As part of their fellowship with Empower D.C., Davis, Little, Williams, along with Tycho Briscoe, filmed a music video to address the need for a recreation center in the community. The video, released in June, was shot in Ivy City, and featured many of the neighborhood’s landmarks. The group attempted to include scenes of the warehouse, which was recently renovated to house several new businesses and apartment units. Williams said they asked to film inside the building. But according to Davis, they were asked to leave. A spokesperson for The Hecht Company Warehouse was not immediately available for comment.

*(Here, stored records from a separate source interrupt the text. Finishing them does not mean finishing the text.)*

//! In-memory registry backend
//!
//! [`MockRegistryApi`] behaves like a small registry: buckets, droplets,
//! users and groups live in memory and mutations are visible to later reads.
//! Every call is logged by operation name, and any operation can be made to
//! fail with a scripted [`ApiError`].

use async_trait::async_trait;
use flowreg_core::effects::{ApiError, RegistryApi};
use flowreg_core::{Bucket, CurrentUser, Droplet, TenantRef, User, UserGroup};
use parking_lot::Mutex;
use std::collections::HashMap;
use std::sync::Arc;

use crate::fixtures;

/// Body the registry returns when ticket exchange is not configured.
pub const KERBEROS_UNSUPPORTED: &str =
    "Kerberos ticket login not supported by this NiFi Registry";

#[derive(Debug)]
struct MockState {
    buckets: Vec<Bucket>,
    droplets: Vec<Droplet>,
    users: Vec<User>,
    groups: Vec<UserGroup>,
    current_user: Result<CurrentUser, ApiError>,
    ticket: Result<String, ApiError>,
    logins: HashMap<(String, String), String>,
    failures: HashMap<String, ApiError>,
    calls: Vec<String>,
    next_id: u64,
}

impl Default for MockState {
    fn default() -> Self {
        Self {
            buckets: Vec::new(),
            droplets: Vec::new(),
            users: Vec::new(),
            groups: Vec::new(),
            current_user: Ok(fixtures::anonymous()),
            ticket: Err(ApiError::http(409, KERBEROS_UNSUPPORTED)),
            logins: HashMap::new(),
            failures: HashMap::new(),
            calls: Vec::new(),
            next_id: 1,
        }
    }
}

impl MockState {
    fn next_id(&mut self, prefix: &str) -> String {
        let id = format!("{prefix}-{}", self.next_id);
        self.next_id += 1;
        id
    }
}

fn not_found(what: &str, id: &str) -> ApiError {
    ApiError::http(404, format!("The specified {what} ID does not exist in this registry: {id}"))
}

/// Scripted, stateful `RegistryApi`. Clones share state.
#[derive(Clone, Debug, Default)]
pub struct MockRegistryApi {
    state: Arc<Mutex<MockState>>,
}

impl MockRegistryApi {
    /// Unsecured registry with no data.
    pub fn new() -> Self {
        Self::default()
    }

    // ─── Setup ───────────────────────────────────────────────

    /// Seed buckets.
    pub fn with_buckets(self, buckets: Vec<Bucket>) -> Self {
        self.state.lock().buckets = buckets;
        self
    }

    /// Seed droplets.
    pub fn with_droplets(self, droplets: Vec<Droplet>) -> Self {
        self.state.lock().droplets = droplets;
        self
    }

    /// Seed users.
    pub fn with_users(self, users: Vec<User>) -> Self {
        self.state.lock().users = users;
        self
    }

    /// Seed groups.
    pub fn with_groups(self, groups: Vec<UserGroup>) -> Self {
        self.state.lock().groups = groups;
        self
    }

    /// Identity returned by `load_current_user`.
    pub fn with_current_user(self, user: CurrentUser) -> Self {
        self.set_current_user(user);
        self
    }

    /// Ticket exchange succeeds with `token`.
    pub fn with_ticket(self, token: impl Into<String>) -> Self {
        self.state.lock().ticket = Ok(token.into());
        self
    }

    /// `post_to_login(username, password)` returns `token`.
    pub fn with_login(self, username: &str, password: &str, token: impl Into<String>) -> Self {
        self.state
            .lock()
            .logins
            .insert((username.to_string(), password.to_string()), token.into());
        self
    }

    /// Every call to `operation` fails with `error` until cleared.
    pub fn with_failure(self, operation: &str, error: ApiError) -> Self {
        self.fail(operation, error);
        self
    }

    /// Change the identity mid-test.
    pub fn set_current_user(&self, user: CurrentUser) {
        self.state.lock().current_user = Ok(user);
    }

    /// Make `operation` fail with `error` until cleared.
    pub fn fail(&self, operation: &str, error: ApiError) {
        self.state
            .lock()
            .failures
            .insert(operation.to_string(), error);
    }

    /// Undo [`fail`](Self::fail).
    pub fn clear_failure(&self, operation: &str) {
        self.state.lock().failures.remove(operation);
    }

    // ─── Inspection ──────────────────────────────────────────

    /// Operation names in call order.
    pub fn calls(&self) -> Vec<String> {
        self.state.lock().calls.clone()
    }

    /// Calls made to `operation` so far.
    pub fn call_count(&self, operation: &str) -> usize {
        self.state
            .lock()
            .calls
            .iter()
            .filter(|c| c.as_str() == operation)
            .count()
    }

    /// Calls made to any operation.
    pub fn total_calls(&self) -> usize {
        self.state.lock().calls.len()
    }

    /// Current bucket state.
    pub fn buckets(&self) -> Vec<Bucket> {
        self.state.lock().buckets.clone()
    }

    /// Current droplet state.
    pub fn droplets(&self) -> Vec<Droplet> {
        self.state.lock().droplets.clone()
    }

    /// Current user state.
    pub fn users(&self) -> Vec<User> {
        self.state.lock().users.clone()
    }

    /// Current group state.
    pub fn groups(&self) -> Vec<UserGroup> {
        self.state.lock().groups.clone()
    }

    /// Log the call, then apply the scripted failure if one is set.
    fn enter(&self, operation: &str) -> Result<parking_lot::MutexGuard<'_, MockState>, ApiError> {
        let mut state = self.state.lock();
        state.calls.push(operation.to_string());
        if let Some(error) = state.failures.get(operation).cloned() {
            return Err(error);
        }
        Ok(state)
    }
}

#[async_trait]
impl RegistryApi for MockRegistryApi {
    async fn get_buckets(&self) -> Result<Vec<Bucket>, ApiError> {
        Ok(self.enter("get_buckets")?.buckets.clone())
    }

    async fn get_bucket(&self, bucket_id: &str, _verbose: bool) -> Result<Bucket, ApiError> {
        let state = self.enter("get_bucket")?;
        state
            .buckets
            .iter()
            .find(|b| b.identifier == bucket_id)
            .cloned()
            .ok_or_else(|| not_found("bucket", bucket_id))
    }

    async fn create_bucket(&self, name: &str) -> Result<Bucket, ApiError> {
        let mut state = self.enter("create_bucket")?;
        if state.buckets.iter().any(|b| b.name.eq_ignore_ascii_case(name)) {
            return Err(ApiError::http(
                409,
                "A bucket with the same name already exists",
            ));
        }
        let id = state.next_id("bucket");
        let bucket = fixtures::bucket(&id, name);
        state.buckets.push(bucket.clone());
        Ok(bucket)
    }

    async fn delete_bucket(&self, bucket_id: &str) -> Result<Bucket, ApiError> {
        let mut state = self.enter("delete_bucket")?;
        let index = state
            .buckets
            .iter()
            .position(|b| b.identifier == bucket_id)
            .ok_or_else(|| not_found("bucket", bucket_id))?;
        state.droplets.retain(|d| d.bucket_identifier != bucket_id);
        Ok(state.buckets.remove(index))
    }

    async fn get_droplets(&self, bucket_id: Option<&str>) -> Result<Vec<Droplet>, ApiError> {
        let state = self.enter("get_droplets")?;
        Ok(state
            .droplets
            .iter()
            .filter(|d| bucket_id.map_or(true, |id| d.bucket_identifier == id))
            .cloned()
            .collect())
    }

    async fn get_droplet(
        &self,
        bucket_id: &str,
        _droplet_type: &str,
        droplet_id: &str,
        _verbose: bool,
    ) -> Result<Droplet, ApiError> {
        let state = self.enter("get_droplet")?;
        state
            .droplets
            .iter()
            .find(|d| d.identifier == droplet_id && d.bucket_identifier == bucket_id)
            .cloned()
            .ok_or_else(|| not_found("droplet", droplet_id))
    }

    async fn delete_droplet(&self, droplet_uri: &str) -> Result<Droplet, ApiError> {
        let mut state = self.enter("delete_droplet")?;
        let uri = droplet_uri.trim_start_matches('/');
        let index = state
            .droplets
            .iter()
            .position(|d| d.uri() == Some(uri))
            .ok_or_else(|| not_found("droplet", uri))?;
        Ok(state.droplets.remove(index))
    }

    async fn get_users(&self) -> Result<Vec<User>, ApiError> {
        Ok(self.enter("get_users")?.users.clone())
    }

    async fn get_user(&self, user_id: &str) -> Result<User, ApiError> {
        let state = self.enter("get_user")?;
        state
            .users
            .iter()
            .find(|u| u.identifier == user_id)
            .cloned()
            .ok_or_else(|| not_found("user", user_id))
    }

    async fn add_user(&self, identity: &str) -> Result<User, ApiError> {
        let mut state = self.enter("add_user")?;
        if state.users.iter().any(|u| u.identity == identity) {
            return Err(ApiError::http(
                409,
                format!("Found existing user with the same identity: {identity}"),
            ));
        }
        let id = state.next_id("user");
        let user = fixtures::user(&id, identity);
        state.users.push(user.clone());
        Ok(user)
    }

    async fn delete_user(&self, user_id: &str) -> Result<User, ApiError> {
        let mut state = self.enter("delete_user")?;
        let index = state
            .users
            .iter()
            .position(|u| u.identifier == user_id)
            .ok_or_else(|| not_found("user", user_id))?;
        for group in &mut state.groups {
            group.users.retain(|u| u.identifier != user_id);
        }
        Ok(state.users.remove(index))
    }

    async fn get_user_groups(&self) -> Result<Vec<UserGroup>, ApiError> {
        Ok(self.enter("get_user_groups")?.groups.clone())
    }

    async fn get_user_group(&self, group_id: &str) -> Result<UserGroup, ApiError> {
        let state = self.enter("get_user_group")?;
        state
            .groups
            .iter()
            .find(|g| g.identifier == group_id)
            .cloned()
            .ok_or_else(|| not_found("user group", group_id))
    }

    async fn create_user_group(
        &self,
        name: &str,
        members: &[TenantRef],
    ) -> Result<UserGroup, ApiError> {
        let mut state = self.enter("create_user_group")?;
        let id = state.next_id("group");
        let group = UserGroup {
            identifier: id,
            identity: name.to_string(),
            users: members.to_vec(),
            configurable: Some(true),
            ..UserGroup::default()
        };
        state.groups.push(group.clone());
        Ok(group)
    }

    async fn update_user_group(
        &self,
        group_id: &str,
        name: &str,
        members: &[TenantRef],
    ) -> Result<UserGroup, ApiError> {
        let mut state = self.enter("update_user_group")?;
        let group = state
            .groups
            .iter_mut()
            .find(|g| g.identifier == group_id)
            .ok_or_else(|| not_found("user group", group_id))?;
        group.identity = name.to_string();
        group.users = members.to_vec();
        Ok(group.clone())
    }

    async fn delete_user_group(&self, group_id: &str) -> Result<UserGroup, ApiError> {
        let mut state = self.enter("delete_user_group")?;
        let index = state
            .groups
            .iter()
            .position(|g| g.identifier == group_id)
            .ok_or_else(|| not_found("user group", group_id))?;
        Ok(state.groups.remove(index))
    }

    async fn ticket_exchange(&self) -> Result<String, ApiError> {
        self.enter("ticket_exchange")?.ticket.clone()
    }

    async fn load_current_user(&self) -> Result<CurrentUser, ApiError> {
        self.enter("load_current_user")?.current_user.clone()
    }

    async fn post_to_login(&self, username: &str, password: &str) -> Result<String, ApiError> {
        let state = self.enter("post_to_login")?;
        state
            .logins
            .get(&(username.to_string(), password.to_string()))
            .cloned()
            .ok_or_else(|| {
                ApiError::http(401, "The supplied username and password are not valid.")
            })
    }
}

#[cfg(test)]
mod tests {
    use super::*;

    #[tokio::test]
    async fn test_mutations_are_visible() {
        let api = MockRegistryApi::new().with_buckets(vec![fixtures::bucket("b-1", "Prod")]);

        let created = api.create_bucket("Staging").await.unwrap();
        assert_eq!(api.get_buckets().await.unwrap().len(), 2);

        let duplicate = api.create_bucket("prod").await.unwrap_err();
        assert_eq!(duplicate.status(), Some(409));

        api.delete_bucket(&created.identifier).await.unwrap();
        assert_eq!(api.buckets().len(), 1);
        assert_eq!(
            api.calls(),
            ["create_bucket", "get_buckets", "create_bucket", "delete_bucket"]
        );
    }

    #[tokio::test]
    async fn test_scripted_failure() {
        let api = MockRegistryApi::new().with_failure("get_users", ApiError::transport("down"));

        assert!(api.get_users().await.is_err());
        api.clear_failure("get_users");
        assert!(api.get_users().await.is_ok());
        assert_eq!(api.call_count("get_users"), 2);
    }

    #[tokio::test]
    async fn test_defaults_to_unsecured_registry() {
        let api = MockRegistryApi::new();
        assert!(api.load_current_user().await.unwrap().anonymous);
        assert_eq!(api.ticket_exchange().await.unwrap_err().status(), Some(409));
        assert!(api
            .post_to_login("alice", "pw")
            .await
            .unwrap_err()
            .is_unauthorized());
    }

    #[tokio::test]
    async fn test_delete_droplet_by_uri() {
        let api = MockRegistryApi::new().with_droplets(vec![fixtures::droplet("d-1", "ingest", "b-1")]);

        let deleted = api.delete_droplet("/buckets/b-1/flows/d-1").await.unwrap();
        assert_eq!(deleted.identifier, "d-1");
        assert!(api.droplets().is_empty());
    }
}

As part of the same survey about uses of the Crummell School, Empower D.C. also asked residents if they had applied for jobs at the new businesses: the Nike Store, Mom’s Organic Market, Planet Fitness, Bikram Yoga, CrossFit, Galley or Ivy City Smokehouse. Of the forty people who answered the question, thirty-two said they “never heard back” and only two said they were hired. According to the survey, the Nike Store is the most popular new business, with 104 out of 152 respondents saying they shop there. Less than half of respondents frequented any of the other establishments.

Forty-seven percent of respondents agreed that “with changes in Ivy City, low-income residents will be forced out of the neighborhood.” Another thirty percent said they were unsure.

Despite this uncertainty, the survey found a majority of Ivy City residents are proud to call their neighborhood home.

“Even though the [Crummel School] needs help, it’s still standing. It’s like the community, it’s strong,” Williams said.

Report data courtesy of New Majority Community Labs

Rokia Hassanein contributed to this report.